To access the internet, users remotely connect to the NX server. This requires opening only a single port (22) in one direction, and is quite secure.

It saves a huge hardware layout, eases administration, and as it's a locked down linux computer, there's considerably less worry about viruses and malware (our network is predominately Windows).

Personally, I run a similar setup on my workstation at home, which gives me access to my computer's full performance and all my files from my netbook, wherever I have a connection to the internet.

Using a NX server in conjuction with the Linux Terminal Server Project can repurpose old, antiquated desktops for new applications.

I should put a disclaimer here. These instructions work for me. They should work for you too, though they may not.

Network security is a complex subject. While such a setup has the potential to be highly secure, I'm not covering all the facets that may be involved. So, follow these instructions at your own risk.

Having said that, let's get started.

Operating System
First thing to do is install Ubuntu 9.10. I'm not going to step through the specifics on this as it's fairly straightforward and there are already excellent instructions located elsewhere, such as here:


Steps 1-3 would be a minimum, but feel free to customize it further as need be.

Open a terminal window by click on Applications -> Accessories -> Terminal, and then elevate your privileges to root.

# sudo su -l

We're going to install a required package and a couple useful ones. Openssh-server is a requirement for the FreeNX server and fail2ban will lock out those attempting to log on with incorrect credentials, which helps mitigate brute force attacks.

I'm using firehol to help write the iptables firewall.

# aptitude update && aptitude install openssh-server fail2ban firehol

Let's test that our ssh server is running:

# ssh

You should get a listing of an RSA key fingerprint and a query on whether you want to continue to connect.

You might jot the fingerprint down. We'll be comparing it in a later step. Hit Control-C because we don't want to connect here, we just want to know that our ssh server is running.

Go ahead and leave that terminal window open. We'll be getting back to it shortly.

Next let's configure networking. Because this will be a server that's remotely accessed, we'll want to set up a static IP address.

Other options include setting a statically assigned IP address from the DHCP server, but that's beyond this tutorial.

You may also want an IP address on a different network. If you want any of these, than chances are you know what you're doing and do not need my help configuring your network, so go ahead and set up your network and let's meet up after the network config.

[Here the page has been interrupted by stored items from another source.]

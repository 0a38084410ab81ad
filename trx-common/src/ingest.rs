//! Network ingest: datagrams in, sequenced frames into the jitter buffer
//!
//! Every per-packet failure (malformed length, late, early, duplicate) is
//! absorbed here. The playout loop only ever sees the result as "no frame
//! this cycle".

use std::io;
use std::ops::AddAssign;

use tracing::{debug, info};

use crate::error::{ProtocolError, SequencingError};
use crate::jitter::{JitterBuffer, Pushed};
use crate::net::Transport;
use crate::wire::{datagram_len, parse_datagram};

// =============================================================================
// Frame
// =============================================================================

/// An owned encoded payload tagged with its sequence number
#[derive(Debug, Clone, PartialEq, Eq)]
pub struct Frame {
    seq: u32,
    payload: Box<[u8]>,
}

impl Frame {
    /// Create a frame from a received payload
    pub fn new(seq: u32, payload: impl Into<Box<[u8]>>) -> Self {
        Self {
            seq,
            payload: payload.into(),
        }
    }

    /// Sequence number the frame was sent with
    pub fn seq(&self) -> u32 {
        self.seq
    }

    /// Encoded audio
    pub fn payload(&self) -> &[u8] {
        &self.payload
    }
}

// =============================================================================
// Statistics
// =============================================================================

/// Datagram counters for one drain (or a running total)
#[derive(Debug, Clone, Copy, Default, PartialEq, Eq)]
pub struct IngestStats {
    /// Datagrams read from the transport
    pub received: u64,
    /// Frames now owned by the jitter buffer
    pub accepted: u64,
    /// Accepted frames that re-anchored an empty buffer
    pub restarts: u64,
    /// Datagrams of the wrong length
    pub malformed: u64,
    /// Frames older than the window
    pub late: u64,
    /// Frames beyond the window
    pub early: u64,
    /// Frames already held
    pub duplicate: u64,
}

impl IngestStats {
    /// Frames dropped by the jitter buffer
    pub fn rejected(&self) -> u64 {
        self.late + self.early + self.duplicate
    }
}

impl AddAssign for IngestStats {
    fn add_assign(&mut self, other: Self) {
        self.received += other.received;
        self.accepted += other.accepted;
        self.restarts += other.restarts;
        self.malformed += other.malformed;
        self.late += other.late;
        self.early += other.early;
        self.duplicate += other.duplicate;
    }
}

// =============================================================================
// Ingest
// =============================================================================

/// Moves datagrams from a transport into a jitter buffer
pub struct Ingest {
    /// Fixed codec payload length every datagram must carry
    payload_len: usize,
    /// Receive buffer, one byte longer than a valid datagram so that
    /// oversized datagrams show up as the wrong length
    buf: Vec<u8>,
    /// Counters since creation
    totals: IngestStats,
}

impl Ingest {
    /// Create an ingest for datagrams carrying `payload_len` encoded bytes
    pub fn new(payload_len: usize) -> Self {
        Self {
            payload_len,
            buf: vec![0u8; datagram_len(payload_len) + 1],
            totals: IngestStats::default(),
        }
    }

    /// Read every datagram currently waiting and push it into `jitter`
    ///
    /// Returns the counters for this drain. Only a transport error other
    /// than would-block is returned as an error.
    pub fn drain<T>(
        &mut self,
        transport: &mut T,
        jitter: &mut JitterBuffer<Frame>,
    ) -> io::Result<IngestStats>
    where
        T: Transport + ?Sized,
    {
        let mut stats = IngestStats::default();

        while let Some(len) = transport.recv(&mut self.buf)? {
            stats.received += 1;
            ingest_datagram(&self.buf[..len], self.payload_len, jitter, &mut stats);
        }

        self.totals += stats;
        Ok(stats)
    }

    /// Counters since creation
    pub fn totals(&self) -> IngestStats {
        self.totals
    }

    /// Payload length this ingest accepts
    pub fn payload_len(&self) -> usize {
        self.payload_len
    }
}

/// Parse one datagram and hand its frame to the jitter buffer
fn ingest_datagram(
    datagram: &[u8],
    payload_len: usize,
    jitter: &mut JitterBuffer<Frame>,
    stats: &mut IngestStats,
) {
    let (seq, payload) = match parse_datagram(datagram, payload_len) {
        Ok(parsed) => parsed,
        Err(ProtocolError::WrongLength { expected, actual }) => {
            debug!(expected, actual, "discarding malformed datagram");
            stats.malformed += 1;
            return;
        }
    };

    match jitter.push(seq, Frame::new(seq, payload)) {
        Ok(Pushed::Stored) => stats.accepted += 1,
        Ok(Pushed::Restarted) => {
            info!(seq, "restarting");
            stats.accepted += 1;
            stats.restarts += 1;
        }
        Err(rejected) => {
            debug!("{}", rejected.error);
            match rejected.error {
                SequencingError::Late(_) => stats.late += 1,
                SequencingError::Early(_) => stats.early += 1,
                SequencingError::Duplicate(_) => stats.duplicate += 1,
            }
            // The rejected frame is still ours; release it
            drop(rejected.into_frame());
        }
    }
}
//! Outbound sequence numbering

/// Monotonic, wrapping sequence counter for outgoing frames
#[derive(Debug, Clone, Default)]
pub struct Sequencer {
    next: u32,
}

impl Sequencer {
    /// Start counting from zero
    pub fn new() -> Self {
        Self::default()
    }

    /// Start counting from an arbitrary value
    pub fn starting_at(next: u32) -> Self {
        Self { next }
    }

    /// Take the next sequence number for a frame about to be sent
    pub fn next_seq(&mut self) -> u32 {
        let seq = self.next;
        self.next = self.next.wrapping_add(1);
        seq
    }

    /// Consume a sequence number for a frame that will not be sent
    ///
    /// The receiver sees the gap as loss and conceals it.
    pub fn skip(&mut self) {
        self.next = self.next.wrapping_add(1);
    }

    /// Sequence number the next frame will carry
    pub fn peek(&self) -> u32 {
        self.next
    }
}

Otherwise, let's set up you up with a static IP address.

My examples here are correct for my network, but you'll need to modify them for your network. A good place to start is seeing what network settings were already assigned to you. From your terminal window type in:

# ifconfig eth0

Note the addr (IP address), Bcast (broadcast) and Mask (netmask) settings. Next type

# cat /etc/resolv.conf

and note your DNS servers (nameserver). Finally, type:

# route

and note down the Gateway address next to the line that starts with default. This is your default gateway.

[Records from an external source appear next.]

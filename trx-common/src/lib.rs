//! trx Common Library
//!
//! Shared types, wire format, and real-time plumbing for the trx
//! point-to-point audio transceiver (`rx` and `tx`).

pub mod audio;
pub mod codec;
pub mod config;
pub mod error;
pub mod ingest;
pub mod jitter;
pub mod logging;
pub mod net;
pub mod sched;
pub mod sequencer;
pub mod wire;

pub use error::{
    CodecError, DeviceError, ProtocolError, SequencingError, StartupError, TrxError,
};

/// Default audio device name (the host's default device)
pub const DEFAULT_DEVICE: &str = "default";

/// Default audio device buffer time in milliseconds
pub const DEFAULT_BUFFER_MS: u32 = 16;

/// Default address the receiver listens on
pub const DEFAULT_ADDR: &str = "0.0.0.0";

/// Default UDP port for audio datagrams
pub const DEFAULT_PORT: u16 = 1350;

/// Default playout prebuffer in milliseconds
pub const DEFAULT_JITTER_MS: u32 = 16;

/// Default sample rate in Hz
pub const DEFAULT_RATE: u32 = 48000;

/// Default number of audio channels
pub const DEFAULT_CHANNELS: u16 = 2;

/// Default frame length in samples per channel (20ms at 48kHz)
pub const DEFAULT_FRAME: usize = 960;

/// Default codec bitrate in kbps
pub const DEFAULT_BITRATE_KBPS: u32 = 64;

/// Default fixed-priority scheduling level for the real-time loops
pub const DEFAULT_REALTIME_PRIORITY: i32 = sched::REALTIME_PRIORITY;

So from these, you'll need to pick out an IP address that is within the same network range as your current settings, but is not assigned by your DHCP server, so as to avoid network conflicts down the road. Once you've got that, let's add these settings in statically:

# nano /etc/network/interfaces

If the following line exists, you're going to change dhcp to static.
iface eth0 inet dhcp

If it doesn't, then add the following:
iface eth0 inet static

And then we're going to add a few lines. Make sure to use your network settings, not mine:

Then and save (control-o) and exit (control-x).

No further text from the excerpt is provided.